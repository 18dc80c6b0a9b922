//! Text exposition rendering.
//!
//! Each metric renders as three lines:
//!
//! ```text
//! # HELP <name> <help>
//! # TYPE <name> <counter|gauge>
//! <name>{<k>="<v>",...} <value>
//! ```
//!
//! Labels are emitted sorted by key. A non-empty stage is merged in as the
//! `stage` label and replaces any collector-supplied `stage`.

use crate::metric::{Labels, Metric};
use crate::primitives::Stage;
use std::fmt::Write as _;

/// Render a full snapshot for the given stage.
pub fn render_exposition(metrics: &[Metric], stage: &Stage) -> String {
    let mut out = String::new();
    for metric in metrics {
        let mut labels = metric.labels.clone();
        if !stage.is_none() {
            labels.insert("stage".to_string(), stage.as_str().to_string());
        }
        write_metric(&mut out, metric, &labels);
    }
    out
}

fn write_metric(out: &mut String, metric: &Metric, labels: &Labels) {
    // Writing into a String cannot fail.
    let _ = writeln!(out, "# HELP {} {}", metric.name, escape_help(&metric.help));
    let _ = writeln!(out, "# TYPE {} {}", metric.name, metric.kind);
    out.push_str(&metric.name);
    write_labels(out, labels);
    out.push(' ');
    out.push_str(&format_sample_value(metric.value));
    out.push('\n');
}

fn write_labels(out: &mut String, labels: &Labels) {
    if labels.is_empty() {
        return;
    }
    out.push('{');
    for (index, (key, value)) in labels.iter().enumerate() {
        if index > 0 {
            out.push(',');
        }
        out.push_str(key);
        out.push_str("=\"");
        out.push_str(&escape_label_value(value));
        out.push('"');
    }
    out.push('}');
}

/// Escape a label value (`\`, `"`, newline).
pub fn escape_label_value(value: &str) -> String {
    let mut escaped = String::with_capacity(value.len());
    for c in value.chars() {
        match c {
            '\\' => escaped.push_str("\\\\"),
            '"' => escaped.push_str("\\\""),
            '\n' => escaped.push_str("\\n"),
            other => escaped.push(other),
        }
    }
    escaped
}

/// Escape HELP text (`\`, newline).
pub fn escape_help(help: &str) -> String {
    help.replace('\\', "\\\\").replace('\n', "\\n")
}

/// Shortest decimal form: `20` for integral values, `NaN`, `+Inf`, `-Inf`.
pub fn format_sample_value(value: f64) -> String {
    if value.is_nan() {
        "NaN".to_string()
    } else if value.is_infinite() {
        if value.is_sign_positive() {
            "+Inf".to_string()
        } else {
            "-Inf".to_string()
        }
    } else {
        value.to_string()
    }
}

> **WHAT YOU WILL DO**
From the first line of the material above down to the line with "for metric in", output each line exactly; include both of those lines and add no others.

> **TASK OUTPUT**
repository 18dc80c6b0a9b922
//! Text exposition rendering.
//!
//! Each metric renders as three lines:
//!
//! ```text
//! # HELP <name> <help>
//! # TYPE <name> <counter|gauge>
//! <name>{<k>="<v>",...} <value>
//! ```
//!
//! Labels are emitted sorted by key. A non-empty stage is merged in as the
//! `stage` label and replaces any collector-supplied `stage`.

use crate::metric::{Labels, Metric};
use crate::primitives::Stage;
use std::fmt::Write as _;

/// Render a full snapshot for the given stage.
pub fn render_exposition(metrics: &[Metric], stage: &Stage) -> String {
    let mut out = String::new();
    for metric in metrics {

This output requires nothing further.